Genießen

[565] Genießen, verb. irreg. act. ich genieße, du genießest, im Oberd. geneußest, er genießet oder genießt, im Oberd. geneußt; Imperf. ich genóß; Mittelw. genossen; Imperat. genieße oder genieß, Oberd. geneuß. An den Wirkungen eines Gutes Theil nehmen, Nutzen davon haben.

1. Überhaupt, mit der vierten Endung der Sache.

1) Mit Anmuth empfinden, besonders von Dingen, die man selbst hat oder besitzet. Die Ruhe genießen. Seine Glückseligkeit genießen. Die Freuden des Lebens genießen. Der süße Frieden, welchen man in dem Schooße seiner Familie genießt. Gott genießen, eine anschauende Erkenntniß des Guten in ihm haben. Im Oberdeutschen mit der zweyten Endung der Sache. Arbeiten und deß nicht genießen, Hiob 20, 18.

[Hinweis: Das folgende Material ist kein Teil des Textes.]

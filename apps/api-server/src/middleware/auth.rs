//! Session authentication extractor and cookie helpers.

use actix_web::cookie::{Cookie, SameSite, time::Duration};
use actix_web::{FromRequest, HttpRequest, dev::Payload, web};
use futures::future::LocalBoxFuture;
use uuid::Uuid;

use pixgram_core::domain::{Account, Session};
use pixgram_core::ports::AuthError;

use crate::middleware::error::AppError;
use crate::state::{AppState, Settings};

/// Name of the cookie carrying the session token.
pub const SESSION_COOKIE: &str = "sessionid";

/// The account behind the request's session cookie.
///
/// Use this in handlers to require authentication:
/// ```ignore
/// async fn protected_route(user: CurrentUser) -> impl Responder {
///     format!("Hello, {}!", user.account.username)
/// }
/// ```
/// Missing, unknown and expired sessions, as well as disabled accounts, are
/// rejected with 403.
#[derive(Debug, Clone)]
pub struct CurrentUser {
    pub account: Account,
    pub session_id: String,
}

impl CurrentUser {
    pub fn id(&self) -> Uuid {
        self.account.id
    }
}

impl FromRequest for CurrentUser {
    type Error = AppError;
    type Future = LocalBoxFuture<'static, Result<Self, Self::Error>>;

    fn from_request(req: &HttpRequest, _payload: &mut Payload) -> Self::Future {
        let state = req.app_data::<web::Data<AppState>>().cloned();
        let token = req.cookie(SESSION_COOKIE).map(|c| c.value().to_string());

        Box::pin(async move {
            let state = state.ok_or_else(|| {
                AppError::Internal("AppState not found in app data".to_string())
            })?;
            let token = token.ok_or(AuthError::MissingSession)?;

            let user = resolve(&state, &token).await?;
            user.ok_or(AppError::from(AuthError::MissingSession))
        })
    }
}

async fn resolve(state: &AppState, token: &str) -> Result<Option<CurrentUser>, AppError> {
    let Some(session) = state.sessions.load(token).await? else {
        tracing::debug!("Session cookie did not match a live session");
        return Ok(None);
    };

    let account: Option<Account> = state.accounts.find_by_id(session.account_id).await?;
    Ok(account
        .filter(|account| account.is_active)
        .map(|account| CurrentUser {
            account,
            session_id: session.id,
        }))
}

/// Cookie handed out on login.
pub fn session_cookie(session: &Session, settings: &Settings) -> Cookie<'static> {
    Cookie::build(SESSION_COOKIE, session.id.clone())
        .path("/")
        .http_only(true)
        .same_site(SameSite::Lax)
        .secure(settings.cookie_secure)
        .max_age(Duration::seconds(settings.session_ttl.num_seconds()))
        .finish()
}

/// Cookie that makes the client forget its session.
pub fn removal_cookie() -> Cookie<'static> {
    let mut cookie = Cookie::build(SESSION_COOKIE, "").path("/").finish();
    cookie.make_removal();
    cookie
}
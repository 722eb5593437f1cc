use std::fmt;

use serde::{Deserialize, Serialize};

/// File extensions accepted for uploaded pictures.
pub const ALLOWED_IMAGE_EXTENSIONS: [&str; 3] = ["png", "jpg", "jpeg"];

/// Reference to an image held by the external file store (URL or path).
#[derive(Debug, Clone, PartialEq, Eq, Serialize, Deserialize)]
#[serde(try_from = "String", into = "String")]
pub struct ImageRef(String);

#[derive(Debug, Clone, PartialEq, Eq, thiserror::Error)]
pub enum ImageRefError {
    #[error("No file was submitted.")]
    Empty,

    #[error(
        "File extension \u{201c}{0}\u{201d} is not allowed. Allowed extensions are: png, jpg, jpeg."
    )]
    Extension(String),
}

impl ImageRef {
    pub fn parse(value: impl Into<String>) -> Result<Self, ImageRefError> {
        let value = value.into();
        let trimmed = value.trim();
        if trimmed.is_empty() {
            return Err(ImageRefError::Empty);
        }

        // Only the path part counts: "a.png?v=2" is still a png.
        let path = trimmed
            .split(['?', '#'])
            .next()
            .unwrap_or_default();
        let file_name = path.rsplit('/').next().unwrap_or_default();
        let extension = match file_name.rsplit_once('.') {
            Some((stem, ext)) if !stem.is_empty() => ext.to_ascii_lowercase(),
            _ => String::new(),
        };

        if !ALLOWED_IMAGE_EXTENSIONS.contains(&extension.as_str()) {
            return Err(ImageRefError::Extension(extension));
        }

        Ok(Self(trimmed.to_string()))
    }

    pub fn as_str(&self) -> &str {
        &self.0
    }

    pub fn into_inner(self) -> String {
        self.0
    }
}

impl TryFrom<String> for ImageRef {
    type Error = ImageRefError;

    fn try_from(value: String) -> Result<Self, Self::Error> {
        Self::parse(value)
    }
}

impl From<ImageRef> for String {
    fn from(image: ImageRef) -> Self {
        image.0
    }
}

impl fmt::Display for ImageRef {
    fn fmt(&self, f: &mut fmt::Formatter<'_>) -> fmt::Result {
        f.write_str(&self.0)
    }
}

#[cfg(test)]
mod tests {
    use super::*;

    #[test]
    fn test_accepts_raster_extensions() {
        for value in [
            "posts/sunset.png",
            "posts/sunset.JPG",
            "https://cdn.example.com/stories/a.jpeg",
            "https://cdn.example.com/p/b.jpg?w=640#top",
        ] {
            assert!(ImageRef::parse(value).is_ok(), "{value} should be accepted");
        }
    }

    #[test]
    fn test_rejects_other_files() {
        assert_eq!(ImageRef::parse("  "), Err(ImageRefError::Empty));
        assert_eq!(
            ImageRef::parse("posts/clip.gif"),
            Err(ImageRefError::Extension("gif".to_string()))
        );
        assert_eq!(
            ImageRef::parse("posts/noextension"),
            Err(ImageRefError::Extension(String::new()))
        );
        assert!(ImageRef::parse("posts/.png").is_err());
        assert!(ImageRef::parse("https://cdn.example.com/png?x=a.png").is_err());
    }
}
/// 1-based page selection.
#[derive(Debug, Clone, Copy, PartialEq, Eq)]
pub struct PageRequest {
    pub number: u64,
    pub size: u64,
}

impl PageRequest {
    /// Returns `None` for page 0 or a zero page size.
    pub fn new(number: u64, size: u64) -> Option<Self> {
        (number >= 1 && size >= 1).then_some(Self { number, size })
    }

    pub fn first(size: u64) -> Self {
        Self {
            number: 1,
            size: size.max(1),
        }
    }

    /// Zero-based index used by the storage layer.
    pub fn index(&self) -> u64 {
        self.number - 1
    }
}

/// One page of results plus the size of the whole result set.
#[derive(Debug, Clone)]
pub struct Page<T> {
    pub items: Vec<T>,
    pub total: u64,
    pub request: PageRequest,
}

impl<T> Page<T> {
    pub fn new(items: Vec<T>, total: u64, request: PageRequest) -> Self {
        Self {
            items,
            total,
            request,
        }
    }

    pub fn num_pages(&self) -> u64 {
        self.total.div_ceil(self.request.size)
    }

    /// An empty result set still has a valid (empty) first page.
    pub fn is_out_of_range(&self) -> bool {
        self.request.number > self.num_pages().max(1)
    }

    pub fn next_page(&self) -> Option<u64> {
        (self.request.number < self.num_pages()).then(|| self.request.number + 1)
    }

    pub fn previous_page(&self) -> Option<u64> {
        (self.request.number > 1).then(|| self.request.number - 1)
    }

    pub fn map<U>(self, f: impl FnMut(T) -> U) -> Page<U> {
        Page {
            items: self.items.into_iter().map(f).collect(),
            total: self.total,
            request: self.request,
        }
    }
}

Land, Stadt, Mensch, Vieh und Feld geneußt der süßen Ruh,

Opitz.


[565] Welches auch in der edlen und höhern Schreibart der Hochdeutschen häufig nachgeahmet wird. Der Freuden des Lebens genießen, Gell. Gott hat die Menschen so gebildet, daß sie der Gaben seiner Gnade mit Ergetzung genießen können, ebend. Geh, meine gute Laura, laß mich dieses Glücks genießen, Weiße.

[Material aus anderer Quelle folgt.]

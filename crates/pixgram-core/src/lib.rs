//! # Pixgram Core
//!
//! The domain layer of the Pixgram backend: accounts, posts, comments,
//! likes, stories and follower edges, plus the ports infrastructure implements.
//! This crate has no infrastructure dependencies.

pub mod domain;
pub mod error;
pub mod ports;
pub mod validation;

pub use error::DomainError;
pub use validation::FieldErrors;
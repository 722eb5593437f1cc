//! Observability module - request IDs.

mod request_id;

pub use request_id::{REQUEST_ID_HEADER, RequestId, RequestIdMiddleware};
use chrono::{DateTime, Utc};
use serde::{Deserialize, Serialize};
use uuid::Uuid;

use crate::error::DomainError;

/// Directed edge: `follower_id` sees the posts and stories of `following_id`.
#[derive(Debug, Clone, PartialEq, Eq, Serialize, Deserialize)]
pub struct FollowerConnection {
    pub id: Uuid,
    pub follower_id: Uuid,
    pub following_id: Uuid,
    pub created_at: DateTime<Utc>,
}

impl FollowerConnection {
    /// Create an edge. An account cannot follow itself.
    pub fn new(follower_id: Uuid, following_id: Uuid) -> Result<Self, DomainError> {
        if follower_id == following_id {
            return Err(DomainError::invalid(
                crate::validation::NON_FIELD_ERRORS,
                "You cannot follow yourself.",
            ));
        }

        Ok(Self {
            id: Uuid::new_v4(),
            follower_id,
            following_id,
            created_at: Utc::now(),
        })
    }
}

/// Which end of an edge a listing is about.
#[derive(Debug, Clone, Copy, PartialEq, Eq)]
pub enum FollowSide {
    /// Accounts following the subject.
    Followers,
    /// Accounts the subject follows.
    Following,
}

impl FollowSide {
    /// The account on the other end of `edge` from the listing's subject.
    pub fn counterpart(self, edge: &FollowerConnection) -> Uuid {
        match self {
            FollowSide::Followers => edge.follower_id,
            FollowSide::Following => edge.following_id,
        }
    }
}
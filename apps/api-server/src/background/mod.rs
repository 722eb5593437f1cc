//! Housekeeping jobs that run next to the HTTP server.

mod scheduler;

pub use scheduler::{Scheduler, SchedulerConfig, schedule_session_sweep};
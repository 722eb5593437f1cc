//! Request ID middleware - tags every request with an identifier.

use actix_web::{
    Error,
    dev::{Service, ServiceRequest, ServiceResponse, Transform, forward_ready},
    http::header::{HeaderName, HeaderValue},
};
use std::future::{Future, Ready, ready};
use std::pin::Pin;
use tracing::Instrument;
use uuid::Uuid;

/// Header name for request ID.
pub static REQUEST_ID_HEADER: &str = "X-Request-ID";

/// Longest client-supplied ID that is propagated as is.
const MAX_FORWARDED_LEN: usize = 128;

/// Middleware that propagates the client's `X-Request-ID` or generates one.
/// The ID is echoed in the response headers and recorded on a tracing span
/// around the rest of the pipeline.
pub struct RequestIdMiddleware;

impl<S, B> Transform<S, ServiceRequest> for RequestIdMiddleware
where
    S: Service<ServiceRequest, Response = ServiceResponse<B>, Error = Error>,
    S::Future: 'static,
    B: 'static,
{
    type Response = ServiceResponse<B>;
    type Error = Error;
    type Transform = RequestIdService<S>;
    type InitError = ();
    type Future = Ready<Result<Self::Transform, Self::InitError>>;

    fn new_transform(&self, service: S) -> Self::Future {
        ready(Ok(RequestIdService { service }))
    }
}

pub struct RequestIdService<S> {
    service: S,
}

impl<S, B> Service<ServiceRequest> for RequestIdService<S>
where
    S: Service<ServiceRequest, Response = ServiceResponse<B>, Error = Error>,
    S::Future: 'static,
    B: 'static,
{
    type Response = ServiceResponse<B>;
    type Error = Error;
    type Future = Pin<Box<dyn Future<Output = Result<Self::Response, Self::Error>>>>;

    forward_ready!(service);

    fn call(&self, req: ServiceRequest) -> Self::Future {
        let request_id = RequestId::from_header(
            req.headers()
                .get(REQUEST_ID_HEADER)
                .and_then(|v| v.to_str().ok()),
        );

        let span = tracing::info_span!("request", request_id = %request_id.0);
        let fut = {
            let _guard = span.enter();
            tracing::debug!(method = %req.method(), path = %req.path(), "Processing request");
            self.service.call(req)
        };

        Box::pin(
            async move {
                let mut res = fut.await?;

                res.headers_mut().insert(
                    HeaderName::from_static("x-request-id"),
                    HeaderValue::from_str(&request_id.0)
                        .unwrap_or_else(|_| HeaderValue::from_static("unknown")),
                );

                Ok(res)
            }
            .instrument(span),
        )
    }
}

/// Identifier of one request.
#[derive(Debug, Clone, PartialEq, Eq)]
pub struct RequestId(pub String);

impl RequestId {
    /// Reuse a sane client-supplied ID, otherwise mint a fresh one.
    pub fn from_header(value: Option<&str>) -> Self {
        match value.map(str::trim) {
            Some(id) if !id.is_empty() && id.len() <= MAX_FORWARDED_LEN => Self(id.to_string()),
            _ => Self(Uuid::new_v4().to_string()),
        }
    }
}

Geneuß, geneuß der Ruh, die dir entzogen,

Seit ich dieß Feuer angefacht,

Raml.


Woraus zugleich die Unrichtigkeit der von Frisch gegebenen Regel erhellet, daß genießen die vierte Endung erfordere, wenn man eine Sache ganz, und die zweyte, wenn man nur einen Theil derselben genieße; indem im Oberdeutschen mehrere Zeitwörter ohne alle Einschränkung die zweyte Endung erfordern. Wenn dieses Zeitwort absolute stehet, so bedeutet es oft überhaupt, angenehme Empfindungen aller Art haben. Der Wollüstling will nur genießen, niemahls denken.


Wie kluge zu genießen wissen,

Verbleibt dem Pöbel unbewußt,

Haged.


Einen solchen Menschen, der nur immer genießen, d.i. sinnliche angenehme Empfindungen haben will, nennet Luther in der Erklärung des Magnificat sehr richtig und treffend einen Nießling.

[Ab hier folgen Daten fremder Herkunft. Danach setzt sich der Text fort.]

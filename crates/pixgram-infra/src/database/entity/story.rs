//! Story entity for SeaORM.

use sea_orm::Set;
use sea_orm::entity::prelude::*;

#[derive(Clone, Debug, PartialEq, Eq, DeriveEntityModel)]
#[sea_orm(table_name = "stories")]
pub struct Model {
    #[sea_orm(primary_key, auto_increment = false)]
    pub id: Uuid,
    pub user_id: Uuid,
    pub image: String,
    pub created_at: DateTimeWithTimeZone,
}

#[derive(Copy, Clone, Debug, EnumIter, DeriveRelation)]
pub enum Relation {
    #[sea_orm(
        belongs_to = "super::account::Entity",
        from = "Column::UserId",
        to = "super::account::Column::Id",
        on_update = "Cascade",
        on_delete = "Cascade"
    )]
    Account,
}

impl Related<super::account::Entity> for Entity {
    fn to() -> RelationDef {
        Relation::Account.def()
    }
}

impl ActiveModelBehavior for ActiveModel {}

impl From<Model> for pixgram_core::domain::Story {
    fn from(model: Model) -> Self {
        Self {
            id: model.id,
            user_id: model.user_id,
            image: model.image,
            created_at: model.created_at.into(),
        }
    }
}

impl From<pixgram_core::domain::Story> for ActiveModel {
    fn from(story: pixgram_core::domain::Story) -> Self {
        Self {
            id: Set(story.id),
            user_id: Set(story.user_id),
            image: Set(story.image),
            created_at: Set(story.created_at.into()),
        }
    }
}
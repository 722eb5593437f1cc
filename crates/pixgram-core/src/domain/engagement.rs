use serde::{Deserialize, Serialize};
use uuid::Uuid;

/// A like of a post by an account. At most one per (account, post).
#[derive(Debug, Clone, PartialEq, Eq, Serialize, Deserialize)]
pub struct Like {
    pub id: Uuid,
    pub user_id: Uuid,
    pub post_id: Uuid,
}

impl Like {
    pub fn new(user_id: Uuid, post_id: Uuid) -> Self {
        Self {
            id: Uuid::new_v4(),
            user_id,
            post_id,
        }
    }
}

/// Marks that an account has viewed a post. At most one per (account, post).
#[derive(Debug, Clone, PartialEq, Eq, Serialize, Deserialize)]
pub struct SeenPost {
    pub id: Uuid,
    pub user_id: Uuid,
    pub post_id: Uuid,
}

impl SeenPost {
    pub fn new(user_id: Uuid, post_id: Uuid) -> Self {
        Self {
            id: Uuid::new_v4(),
            user_id,
            post_id,
        }
    }
}

/// State of a like after a toggle.
#[derive(Debug, Clone, Copy, PartialEq, Eq)]
pub enum LikeState {
    Liked,
    Unliked,
}

impl LikeState {
    pub fn is_liked(self) -> bool {
        matches!(self, LikeState::Liked)
    }
}
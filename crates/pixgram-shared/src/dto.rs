//! Data Transfer Objects - request/response types for the API.

use std::collections::BTreeMap;

use chrono::{DateTime, Utc};
use serde::{Deserialize, Serialize};
use uuid::Uuid;

// ---------------------------------------------------------------------------
// Requests
// ---------------------------------------------------------------------------

/// Request to register a new account. Missing fields deserialize as empty
/// strings so that every problem is reported at once by validation.
#[derive(Debug, Clone, Default, Serialize, Deserialize)]
#[serde(default)]
pub struct RegisterRequest {
    pub username: String,
    pub email: String,
    pub password: String,
    pub password_confirm: String,
    pub first_name: String,
    pub last_name: String,
}

/// Request to log in.
#[derive(Debug, Clone, Default, Serialize, Deserialize)]
#[serde(default)]
pub struct LoginRequest {
    pub username: String,
    pub password: String,
}

/// Body of post create, replace and partial update.
#[derive(Debug, Clone, Default, Serialize, Deserialize)]
#[serde(default)]
pub struct PostInput {
    pub image: Option<String>,
    pub description: Option<String>,
}

#[derive(Debug, Clone, Default, Serialize, Deserialize)]
#[serde(default)]
pub struct CommentRequest {
    pub text: Option<String>,
}

#[derive(Debug, Clone, Default, Serialize, Deserialize)]
#[serde(default)]
pub struct StoryRequest {
    pub image: Option<String>,
}

/// `?page=N`. Kept as a string so that garbage is reported as an invalid
/// page rather than a query parse failure.
#[derive(Debug, Clone, Default, Deserialize)]
pub struct PageQuery {
    pub page: Option<String>,
}

#[derive(Debug, Clone, Default, Deserialize)]
pub struct UserStoriesQuery {
    pub user_id: Option<String>,
}

// ---------------------------------------------------------------------------
// Responses
// ---------------------------------------------------------------------------

/// Smallest account projection, nested inside other resources.
#[derive(Debug, Clone, Serialize, Deserialize)]
pub struct AccountBrief {
    pub id: Uuid,
    pub username: String,
    pub profile_picture: Option<String>,
}

#[derive(Debug, Clone, Serialize, Deserialize)]
pub struct AccountSummary {
    pub id: Uuid,
    pub username: String,
    pub email: String,
    pub first_name: String,
    pub last_name: String,
    pub profile_picture: Option<String>,
    pub description: String,
    pub date_joined: DateTime<Utc>,
}

#[derive(Debug, Clone, Serialize, Deserialize)]
pub struct AccountDetail {
    #[serde(flatten)]
    pub account: AccountSummary,
    pub posts_count: u64,
    pub followers_count: u64,
    pub following_count: u64,
}

#[derive(Debug, Clone, Serialize, Deserialize)]
pub struct PostSummary {
    pub id: Uuid,
    pub created_at: DateTime<Utc>,
    pub image: String,
    pub description: String,
    pub description_preview: String,
    pub owner: AccountBrief,
    pub likes_count: u64,
    pub comments_count: u64,
    pub seen_count: u64,
    pub is_liked: bool,
}

#[derive(Debug, Clone, Serialize, Deserialize)]
pub struct PostDetail {
    #[serde(flatten)]
    pub post: PostSummary,
    pub comments: Vec<CommentView>,
}

#[derive(Debug, Clone, Serialize, Deserialize)]
pub struct CommentView {
    pub id: Uuid,
    pub created_at: DateTime<Utc>,
    pub text: String,
    pub user: AccountBrief,
    pub post: Uuid,
}

#[derive(Debug, Clone, Serialize, Deserialize)]
pub struct StoryView {
    pub id: Uuid,
    pub created_at: DateTime<Utc>,
    pub image: String,
    pub owner: AccountBrief,
}

/// A newly stored (or already existing) follower edge.
#[derive(Debug, Clone, Serialize, Deserialize)]
pub struct FollowView {
    pub id: Uuid,
    pub follower: AccountBrief,
    pub following: AccountBrief,
}

/// One entry of a followers or following list: the account on the other end.
#[derive(Debug, Clone, Serialize, Deserialize)]
pub struct FollowEdgeView {
    pub id: Uuid,
    pub account: AccountBrief,
    pub created_at: DateTime<Utc>,
}

/// Body of successful register and login.
#[derive(Debug, Clone, Serialize, Deserialize)]
pub struct AuthSuccess {
    pub message: String,
    pub user_id: Uuid,
    pub username: String,
}

/// Body of failed register and login.
#[derive(Debug, Clone, Serialize, Deserialize)]
pub struct AuthFailure {
    pub error: String,
    pub details: BTreeMap<String, Vec<String>>,
}

#[derive(Debug, Clone, Serialize, Deserialize)]
pub struct MessageResponse {
    pub message: String,
}

impl MessageResponse {
    pub fn new(message: impl Into<String>) -> Self {
        Self {
            message: message.into(),
        }
    }
}

#[cfg(test)]
mod tests {
    use super::*;

    fn brief() -> AccountBrief {
        AccountBrief {
            id: Uuid::nil(),
            username: "alice".into(),
            profile_picture: None,
        }
    }

    #[test]
    fn test_register_request_tolerates_missing_fields() {
        let request: RegisterRequest =
            serde_json::from_str(r#"{"username":"alice","password":"pw"}"#).unwrap();
        assert_eq!(request.username, "alice");
        assert!(request.email.is_empty());
        assert!(request.password_confirm.is_empty());
    }

    #[test]
    fn test_post_detail_flattens_summary() {
        let detail = PostDetail {
            post: PostSummary {
                id: Uuid::nil(),
                created_at: Utc::now(),
                image: "a.png".into(),
                description: "hello".into(),
                description_preview: "hello".into(),
                owner: brief(),
                likes_count: 2,
                comments_count: 0,
                seen_count: 1,
                is_liked: true,
            },
            comments: Vec::new(),
        };

        let value = serde_json::to_value(&detail).unwrap();
        assert_eq!(value["likes_count"], 2);
        assert_eq!(value["owner"]["username"], "alice");
        assert!(value["comments"].as_array().unwrap().is_empty());
        assert!(value.get("post").is_none());
    }
}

2) In weiterer Bedeutung, Nutzen von etwas haben, an den guten Wirkungen und Folgen einer Sache Theil nehmen. Selig ist, die da unschuldig ist – dieselbe wirds genießen, zur Zeit, wenn man die Seelen richten wird, Weish. 3, 13. Du hast das erst künftig zu genießen, wirst erst künftig die guten Folgen davon empfinden. Ich wills die Armen schon genießen lassen, Gell. Im Oberdeutschen und der edlen Schreibart der Hochdeutschen, gleichfalls mit der zweyten Endung. Der Frucht des Windes geneust man, Sprichw. 13, 2. Der Gerechte wird sein ja genießen, Ps. 58, 2.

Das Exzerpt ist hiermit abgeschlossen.